Marie Brooks e Peter Foulsham seguem de carro para o hospital em Basildon, Essex, onde ela vai se submeter a uma ultrassonografia. Marie, 27 anos, espera o primeiro filho, e eles estão ansiosos para ver a imagem da nova vida que se desenvolve dentro dela.
No percurso, Marie diz a Peter, 32 anos, que pode sentir o bebê chutando. “Você acha que vai se parecer com você?”, pergunta ele, olhando a estrutura delicada, os cabelos escuros e os olhos azuis profundos de Marie.
Para o exame de rotina, o abdome de Marie é besuntado de gel e o técnico desliza o transdutor sobre sua pele, os olhos atentos às formas captadas pelas ondas ultrassônicas e projetadas no monitor.
Ao término do exame, Marie fica ansiosa quando ela e Peter são levados, através da sala de espera lotada, a uma saleta reservada. Seus olhos passeiam pelas poltronas e sofás. Este é o lugar para onde você é levado quando as notícias não são boas.

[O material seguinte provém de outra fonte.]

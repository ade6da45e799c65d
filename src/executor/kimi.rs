//! `kimi:` dispatch: the Kimi coding-agent CLI.

use crate::approval::new_session_id;
use crate::models::TaskPayload;
use crate::Result;

use super::{assemble_prompt, outcome_from_raw, run_subprocess, ExecutionOutcome, Executor};

const AGENT: &str = "kimi";
const YOLO_MODES: &[&str] = &["yolo", "auto", "yes"];

pub(super) async fn run(
    executor: &Executor,
    task: &TaskPayload,
    prompt: &str,
) -> Result<ExecutionOutcome> {
    let prompt = prompt.trim();
    let session_id = executor
        .sessions
        .get_session(&task.channel_id, &task.thread_ts, AGENT)
        .await?
        .map(|session| session.session_id)
        .unwrap_or_else(new_session_id);

    let thread_context = executor
        .sessions
        .get_thread_context(&task.channel_id, &task.thread_ts)
        .await?;
    let final_prompt = assemble_prompt(
        prompt,
        thread_context.as_deref(),
        &task.image_paths,
        &executor.config.agent_response_instruction,
    );

    let mut args = vec!["--quiet".to_owned()];
    if let Some(workdir) = &executor.workdir {
        args.push("-w".to_owned());
        args.push(workdir.display().to_string());
    }
    if YOLO_MODES.contains(&executor.config.kimi_permission_mode.as_str()) {
        args.push("--yolo".to_owned());
    }
    args.push("-S".to_owned());
    args.push(session_id.clone());
    args.push("-p".to_owned());
    args.push(final_prompt);

    let raw = run_subprocess(AGENT, &args, executor.workdir.as_deref(), &[], executor.timeout()).await?;
    let outcome = outcome_from_raw(AGENT, &raw);

    if outcome.status == super::ExecutionStatus::Succeeded {
        executor
            .sessions
            .upsert_session(&task.channel_id, &task.thread_ts, AGENT, &session_id)
            .await?;
        executor
            .sessions
            .append_thread_context(&task.channel_id, &task.thread_ts, AGENT, prompt, &outcome.details)
            .await?;
    }

    Ok(outcome)
}
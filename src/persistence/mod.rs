//! Persistence layer modules.
//!
//! One `*Repo` per entity described in `spec.md` §3, each wrapping a shared
//! `Arc<SqlitePool>`, following the repository pattern this codebase has
//! always used for state-store access.

pub mod approval_repo;
pub mod checkpoint_repo;
pub mod db;
pub mod processed_repo;
pub mod schema;
pub mod session_repo;
pub mod task_repo;

/// Re-export the database pool type for convenience.
pub use sqlx::SqlitePool;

Uma funcionária vem falar com eles. O feto tem anomalias graves, diz ela. O estômago do bebê está se desenvolvendo junto do coração – um problema raro conhecido como hérnia diafragmática.
“Existe um especialista em Londres que talvez possa ajudar”, ela prossegue. Enquanto Marie luta contra as lágrimas, a funcionária pega o telefone e marca uma consulta urgente no King’s College Hospital.
De volta à casa, Marie, supervisora de um call center, pesquisa na Internet o termo “hérnia diafragmática”. O resultado não a tranquiliza. Mais tarde, sente o bebê chutar, mas nem comenta com Peter. A alegria se foi.
Alguns dias depois, no sul de Londres, o chefe de cirurgia fetal do King’s College Hospital está mergulhado em compromissos e horários de cirurgias e consultas. Num dia normal como esse, o professor Kypros Nicolaides – um homem de 50 e poucos anos, esguio e de cabelos escuros – atende dezenas de casais ansiosos.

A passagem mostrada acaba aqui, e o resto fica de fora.